Quando arriviamo nella camera Mohammed e Sanna non li conosciamo. Siamo venuti a trovare un altro paziente. Mohammed sta nel letto, sdraiato, con un enorme collare su cui appoggia la testa piccola, piena di ricci neri. Guarda il soffitto (non può fare altrimenti), si volta incredulo quando gli domando il nome e da dove venga, come fosse stupito che qualcheduno possa mai interessarsi a lui.

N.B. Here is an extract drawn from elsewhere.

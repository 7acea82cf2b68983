pub mod evaluate;
pub mod fit_self_energies;
pub mod pairs;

Poi si solleva, si siede sul letto, un po’ storto, con l’ingombro del collare e la mascherina che un po’ tutti, qua dentro, indossano e che ingabbia la faccia, dal mento al naso, lasciando scoperti solo gli occhi. E i suoi sono sfuggenti. Ha mani piccolissime che si stringono l’una nell’altra, incastrandosi tra le ginocchia. Pesa 30 chili, in piedi non fa quasi neanche più ombra. Rimane sempre un po’ in disparte, ascolta, guarda, osserva che pare un animale da caccia, in fuga da un predatore. Se ne sta sul bordo del letto come se non volesse dar fastidio neanche alle lenzuola. A un certo punto afferra un libro dal comodino, l’unico che hanno e arrivato lì chissà come, e inizia a leggere una pagina a caso. Segue col dito lo scorrere delle sillabe, articolando suoni faticosi, spesso sbagliati, un po’ anchilosati sulla lingua. Ma ci prova. E Sanna gli va vicino, segue con lui lo scorrere delle parole, lo aiuta là dove l’altro si incespica ed esita. Insieme, affrontano un’altra difficoltà.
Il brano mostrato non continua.